We’re going to take this idea out for a bit of test drive starting (probably) sometime this month… but I’m not making any promises. As much as I’d like to spend another day at home, letting the office creep into the sanctum sanctorum may be a bridge too far.

What Annoys Jeff this Week?

1. Things I already did. If it’s three weeks after you asked me to do something and you’re feeling the temptation to ask where it is and why it’s late, that’s probably a good place to slow down and check yourself. Sort your inbox by name. Find mine. Then look very closely through the ones that are unread. Based on my observation, that will constitute most of them. Somewhere in that stack of unread messages, perhaps time stamped 37 minutes after your original request to me, you will find the information you seek. The lesson here is you’ve asked me for something, told me when you need it, and I’m not suffering from a debilitating illness of some sort, you’ll have it on time and to standard. The fact that you just can’t find it feels like less of my problem.

2. Surprise. The fact that any of the gods on Olympus are surprised that they can’t seem to find anyone interested in started their day at 10am and sticking around the office until 6PM or later is just staggering. There’s just no amount of cajoling that will ever make me think that’s a cherry schedule. Most of the rest of us just want to get the day started and ended as quickly as possible. I know for those who have climbed the heights there’s no greater calling than whatever petty bullshit is going on inside the office walls at 6:30 at night, but for the rest of us that’s the part of the day where actual life happens.

3. Safe spaces. As best I can tell, we’re really only entitled to one “safe space.” That space would be our own home. See, once I’m outside the kingdom that I am able to rule with an iron fist, I’m stuck with observing most of the social niceties, not telling people what idiots they are, and more or less accepting that there are ideas other than my own which may be valid. Home, my safe space, however, is where I keep my books and my writing and my fuzzy (and scaled) critters. It’s a space protected by lights and alarms and powder and lead. It’s where I can emote to my heart’s content without expecting my employer, school, or local businesses to accommodate my “need” to sit down and have a good cry.

Gone cold…

This Friday is going to mark the first time since 2007 I haven’t schemed, connived, stood in line, or woke at three in the morning to get my hands on a new release of Apple’s iPhone on it’s release day. The idea of it leaves me with mixed emotions to say the least. Living in Apple’s universe has never been about having cutting edge hardware or software so much as it’s about having a platform the feels somewhat more refined and well put together than the competition. There’s very little doubt I my mind that iPhone 7 will continue this trend, but if I’m honest, my 6S Plus is still feeling like a really solid device in terms of fit and function.

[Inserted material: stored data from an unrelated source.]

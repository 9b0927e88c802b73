//! Error types for simulation operations.

use thiserror::Error;

/// Errors encountered while running a simulation.
#[derive(Error, Debug)]
pub enum SimError {
    #[error("Invalid argument: {what}")]
    InvalidArg { what: &'static str },

    #[error("Vessel error: {0}")]
    Vessel(#[from] oar_core::OarError),

    #[error("I/O error: {0}")]
    Io(#[from] std::io::Error),
}

pub type SimResult<T> = Result<T, SimError>;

As much as I hate to admit it, iPhone has reached a point in its life cycle where it is already doing everything I need or want a cell phone to do. It’s capable of doing much more than that, really. I know there are plenty of features that I either purposely don’t use or find myself not even aware of until someone shows them to me. With this year’s round of incremental improvement there just isn’t a change significant enough to convince me to spend the $1000 to be an early adopter – although I have to admit the dual lens camera is looking pretty sick.

I’m not quite ready to concede that I may have entered a period where I’m no longer compelled to have the newest and shiniest tech. The 2006 vintage plasma television in my living room and the 12 month old phone on my hip may belie that point, though. Of course I reserve the right to change my mind a week from now or three months from now, but whatever desire once drove me to take a vacation day and track down the update on day one seems to have gone cold.